» **WHAT IS REQUIRED**
Only a slice of the listing below is wanted. Retype the lines from the one containing "let (_, mut rx_other)" through the one containing "drop(rx_gone);", exactly, both ends included.
###
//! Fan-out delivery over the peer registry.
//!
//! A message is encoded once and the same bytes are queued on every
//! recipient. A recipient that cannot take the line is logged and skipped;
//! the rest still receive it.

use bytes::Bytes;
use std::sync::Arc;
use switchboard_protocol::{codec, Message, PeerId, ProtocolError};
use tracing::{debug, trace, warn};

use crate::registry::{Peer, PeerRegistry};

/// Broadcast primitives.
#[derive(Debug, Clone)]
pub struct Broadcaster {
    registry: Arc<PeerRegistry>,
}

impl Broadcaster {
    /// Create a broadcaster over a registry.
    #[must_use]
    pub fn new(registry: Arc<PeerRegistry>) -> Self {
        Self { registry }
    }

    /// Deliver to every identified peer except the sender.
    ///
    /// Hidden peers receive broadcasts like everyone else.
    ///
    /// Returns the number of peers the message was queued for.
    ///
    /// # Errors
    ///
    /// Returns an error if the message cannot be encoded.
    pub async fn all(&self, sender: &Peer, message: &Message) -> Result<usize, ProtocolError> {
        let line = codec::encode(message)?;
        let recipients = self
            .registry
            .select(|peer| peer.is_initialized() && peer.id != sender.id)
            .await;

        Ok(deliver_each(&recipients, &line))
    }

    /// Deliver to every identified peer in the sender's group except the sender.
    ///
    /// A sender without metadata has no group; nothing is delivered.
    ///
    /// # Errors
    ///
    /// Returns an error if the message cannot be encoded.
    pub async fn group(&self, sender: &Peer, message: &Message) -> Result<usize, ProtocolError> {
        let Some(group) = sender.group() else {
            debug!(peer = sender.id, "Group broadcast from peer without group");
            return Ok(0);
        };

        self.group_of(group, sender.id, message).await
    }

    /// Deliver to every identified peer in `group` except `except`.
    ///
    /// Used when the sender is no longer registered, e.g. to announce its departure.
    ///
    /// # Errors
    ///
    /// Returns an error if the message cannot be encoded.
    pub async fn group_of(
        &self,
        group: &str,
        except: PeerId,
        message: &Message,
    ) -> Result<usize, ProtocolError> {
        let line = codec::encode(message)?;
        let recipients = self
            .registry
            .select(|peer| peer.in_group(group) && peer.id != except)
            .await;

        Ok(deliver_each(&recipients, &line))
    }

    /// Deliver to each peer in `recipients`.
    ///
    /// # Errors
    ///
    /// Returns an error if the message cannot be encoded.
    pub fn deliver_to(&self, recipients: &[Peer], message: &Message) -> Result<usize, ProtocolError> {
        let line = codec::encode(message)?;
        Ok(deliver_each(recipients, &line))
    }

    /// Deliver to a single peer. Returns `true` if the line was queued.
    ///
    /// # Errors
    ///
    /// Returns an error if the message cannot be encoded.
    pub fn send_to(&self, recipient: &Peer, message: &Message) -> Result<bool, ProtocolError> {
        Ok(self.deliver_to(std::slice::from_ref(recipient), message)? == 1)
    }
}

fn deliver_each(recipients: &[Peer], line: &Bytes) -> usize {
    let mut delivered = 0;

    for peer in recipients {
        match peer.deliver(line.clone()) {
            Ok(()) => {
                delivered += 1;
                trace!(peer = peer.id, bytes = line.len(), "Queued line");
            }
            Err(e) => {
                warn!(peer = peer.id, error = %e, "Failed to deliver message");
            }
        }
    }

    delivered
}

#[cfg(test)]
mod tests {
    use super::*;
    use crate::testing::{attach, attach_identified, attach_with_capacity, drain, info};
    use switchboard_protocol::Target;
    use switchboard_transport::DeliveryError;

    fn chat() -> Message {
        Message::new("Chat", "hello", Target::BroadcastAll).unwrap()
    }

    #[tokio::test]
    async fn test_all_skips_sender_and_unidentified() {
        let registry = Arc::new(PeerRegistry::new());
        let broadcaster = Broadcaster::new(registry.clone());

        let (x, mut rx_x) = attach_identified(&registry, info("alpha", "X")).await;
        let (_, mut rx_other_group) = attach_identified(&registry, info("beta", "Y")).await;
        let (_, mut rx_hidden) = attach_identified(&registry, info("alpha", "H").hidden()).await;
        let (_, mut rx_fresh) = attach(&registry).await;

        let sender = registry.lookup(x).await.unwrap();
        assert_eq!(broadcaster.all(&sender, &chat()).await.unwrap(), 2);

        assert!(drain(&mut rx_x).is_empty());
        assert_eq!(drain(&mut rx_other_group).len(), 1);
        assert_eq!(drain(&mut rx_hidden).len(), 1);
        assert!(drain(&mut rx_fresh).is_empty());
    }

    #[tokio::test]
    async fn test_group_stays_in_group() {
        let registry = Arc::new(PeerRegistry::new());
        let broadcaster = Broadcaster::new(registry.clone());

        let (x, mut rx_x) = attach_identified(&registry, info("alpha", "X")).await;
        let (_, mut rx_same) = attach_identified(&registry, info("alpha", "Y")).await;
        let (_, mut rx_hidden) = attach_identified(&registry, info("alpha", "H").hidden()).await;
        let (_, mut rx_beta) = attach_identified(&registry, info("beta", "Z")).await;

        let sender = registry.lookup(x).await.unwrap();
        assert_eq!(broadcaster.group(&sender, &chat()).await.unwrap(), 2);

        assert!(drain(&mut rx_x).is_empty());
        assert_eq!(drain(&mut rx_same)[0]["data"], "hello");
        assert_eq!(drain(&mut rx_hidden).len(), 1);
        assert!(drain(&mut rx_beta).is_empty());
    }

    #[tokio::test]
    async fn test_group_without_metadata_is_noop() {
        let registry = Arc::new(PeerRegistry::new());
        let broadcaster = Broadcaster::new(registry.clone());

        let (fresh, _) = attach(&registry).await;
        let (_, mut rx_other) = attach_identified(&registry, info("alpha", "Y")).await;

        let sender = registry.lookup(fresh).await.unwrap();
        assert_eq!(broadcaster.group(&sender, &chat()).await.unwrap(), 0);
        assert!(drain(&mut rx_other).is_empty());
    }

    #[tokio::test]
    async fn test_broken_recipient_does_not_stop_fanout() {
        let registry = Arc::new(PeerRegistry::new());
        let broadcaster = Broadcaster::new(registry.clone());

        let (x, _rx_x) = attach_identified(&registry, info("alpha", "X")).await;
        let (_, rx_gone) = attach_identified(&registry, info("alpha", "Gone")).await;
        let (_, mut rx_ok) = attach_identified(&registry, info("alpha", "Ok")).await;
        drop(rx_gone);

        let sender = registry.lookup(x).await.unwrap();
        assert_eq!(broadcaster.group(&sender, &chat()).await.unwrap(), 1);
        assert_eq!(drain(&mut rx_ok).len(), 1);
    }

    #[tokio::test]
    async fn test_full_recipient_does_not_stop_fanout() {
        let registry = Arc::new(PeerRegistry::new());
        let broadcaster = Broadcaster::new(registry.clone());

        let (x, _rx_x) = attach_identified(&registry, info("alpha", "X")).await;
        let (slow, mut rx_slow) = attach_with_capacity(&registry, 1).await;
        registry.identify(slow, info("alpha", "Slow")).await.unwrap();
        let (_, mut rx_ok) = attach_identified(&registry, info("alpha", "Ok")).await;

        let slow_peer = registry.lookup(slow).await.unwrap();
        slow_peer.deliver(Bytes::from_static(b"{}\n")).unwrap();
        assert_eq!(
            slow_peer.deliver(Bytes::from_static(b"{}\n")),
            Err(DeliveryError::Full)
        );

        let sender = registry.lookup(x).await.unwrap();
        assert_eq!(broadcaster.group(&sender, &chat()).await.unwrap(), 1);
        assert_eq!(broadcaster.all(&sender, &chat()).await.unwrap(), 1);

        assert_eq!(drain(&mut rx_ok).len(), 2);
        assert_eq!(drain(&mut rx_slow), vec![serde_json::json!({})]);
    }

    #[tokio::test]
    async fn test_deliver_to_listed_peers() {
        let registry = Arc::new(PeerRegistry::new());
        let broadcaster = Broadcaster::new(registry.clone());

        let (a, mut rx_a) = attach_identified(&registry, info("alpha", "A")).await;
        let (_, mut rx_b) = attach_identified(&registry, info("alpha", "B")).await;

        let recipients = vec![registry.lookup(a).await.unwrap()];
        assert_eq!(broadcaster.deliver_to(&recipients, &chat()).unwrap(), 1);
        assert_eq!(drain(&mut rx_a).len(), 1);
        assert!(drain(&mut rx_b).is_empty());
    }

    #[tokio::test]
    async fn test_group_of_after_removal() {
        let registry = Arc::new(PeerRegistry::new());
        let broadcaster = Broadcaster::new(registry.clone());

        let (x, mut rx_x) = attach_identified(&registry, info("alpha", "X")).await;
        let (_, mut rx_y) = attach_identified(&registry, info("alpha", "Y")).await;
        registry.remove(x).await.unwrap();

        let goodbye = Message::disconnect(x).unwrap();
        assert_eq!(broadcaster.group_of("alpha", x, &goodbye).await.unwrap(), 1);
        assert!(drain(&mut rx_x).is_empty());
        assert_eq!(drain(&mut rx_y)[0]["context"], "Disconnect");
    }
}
###
» **EXERCISE ANSWER**
        let (_, mut rx_other) = attach_identified(&registry, info("alpha", "Y")).await;

        let sender = registry.lookup(fresh).await.unwrap();
        assert_eq!(broadcaster.group(&sender, &chat()).await.unwrap(), 0);
        assert!(drain(&mut rx_other).is_empty());
    }

    #[tokio::test]
    async fn test_broken_recipient_does_not_stop_fanout() {
        let registry = Arc::new(PeerRegistry::new());
        let broadcaster = Broadcaster::new(registry.clone());

        let (x, _rx_x) = attach_identified(&registry, info("alpha", "X")).await;
        let (_, rx_gone) = attach_identified(&registry, info("alpha", "Gone")).await;
        let (_, mut rx_ok) = attach_identified(&registry, info("alpha", "Ok")).await;
        drop(rx_gone);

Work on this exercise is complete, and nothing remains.